- [Problem details]: Go through the data below. Pull out every line that has the word "Result".

- [Data to process]:

#####

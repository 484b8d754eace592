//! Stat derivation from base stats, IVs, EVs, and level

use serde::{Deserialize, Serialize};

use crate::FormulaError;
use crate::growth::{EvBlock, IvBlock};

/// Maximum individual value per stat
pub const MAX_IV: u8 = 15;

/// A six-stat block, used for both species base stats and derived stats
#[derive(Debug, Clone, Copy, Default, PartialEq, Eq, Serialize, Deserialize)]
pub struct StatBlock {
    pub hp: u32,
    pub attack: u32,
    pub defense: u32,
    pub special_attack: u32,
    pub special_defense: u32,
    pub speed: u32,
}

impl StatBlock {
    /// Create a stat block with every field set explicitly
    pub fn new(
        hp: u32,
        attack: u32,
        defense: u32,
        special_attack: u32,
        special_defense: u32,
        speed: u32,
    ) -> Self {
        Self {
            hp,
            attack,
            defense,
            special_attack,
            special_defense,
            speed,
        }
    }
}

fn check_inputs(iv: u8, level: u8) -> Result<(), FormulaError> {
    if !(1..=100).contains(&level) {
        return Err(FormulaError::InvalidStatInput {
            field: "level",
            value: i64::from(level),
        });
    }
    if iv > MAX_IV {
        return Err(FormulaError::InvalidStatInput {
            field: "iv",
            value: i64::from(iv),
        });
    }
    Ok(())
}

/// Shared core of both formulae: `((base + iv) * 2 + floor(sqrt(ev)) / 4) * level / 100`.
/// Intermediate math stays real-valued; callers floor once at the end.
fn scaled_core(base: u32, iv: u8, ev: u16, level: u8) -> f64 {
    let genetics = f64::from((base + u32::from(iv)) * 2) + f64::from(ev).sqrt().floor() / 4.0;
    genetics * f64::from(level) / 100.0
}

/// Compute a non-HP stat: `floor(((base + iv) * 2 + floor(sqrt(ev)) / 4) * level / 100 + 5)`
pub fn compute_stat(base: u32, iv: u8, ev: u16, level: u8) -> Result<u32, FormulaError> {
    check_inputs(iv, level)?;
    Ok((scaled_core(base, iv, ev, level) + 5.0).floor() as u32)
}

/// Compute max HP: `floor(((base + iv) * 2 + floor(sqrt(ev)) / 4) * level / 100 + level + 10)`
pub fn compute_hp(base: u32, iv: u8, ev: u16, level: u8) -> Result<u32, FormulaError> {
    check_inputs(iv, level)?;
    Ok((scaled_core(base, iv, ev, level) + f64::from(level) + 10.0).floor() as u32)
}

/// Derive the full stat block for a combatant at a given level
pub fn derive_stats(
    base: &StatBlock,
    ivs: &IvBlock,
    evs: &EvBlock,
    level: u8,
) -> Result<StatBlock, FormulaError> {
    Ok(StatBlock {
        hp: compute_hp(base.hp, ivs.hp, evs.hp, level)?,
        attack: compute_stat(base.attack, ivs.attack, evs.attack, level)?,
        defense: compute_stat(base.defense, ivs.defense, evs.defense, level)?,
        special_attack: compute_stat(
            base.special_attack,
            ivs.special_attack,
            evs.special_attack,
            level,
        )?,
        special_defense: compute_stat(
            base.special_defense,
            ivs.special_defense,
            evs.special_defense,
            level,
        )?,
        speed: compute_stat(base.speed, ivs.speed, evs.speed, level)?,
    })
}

#####

- [Answer for the task]:
fn check_inputs(iv: u8, level: u8) -> Result<(), FormulaError> {
pub fn compute_stat(base: u32, iv: u8, ev: u16, level: u8) -> Result<u32, FormulaError> {
pub fn compute_hp(base: u32, iv: u8, ev: u16, level: u8) -> Result<u32, FormulaError> {
) -> Result<StatBlock, FormulaError> {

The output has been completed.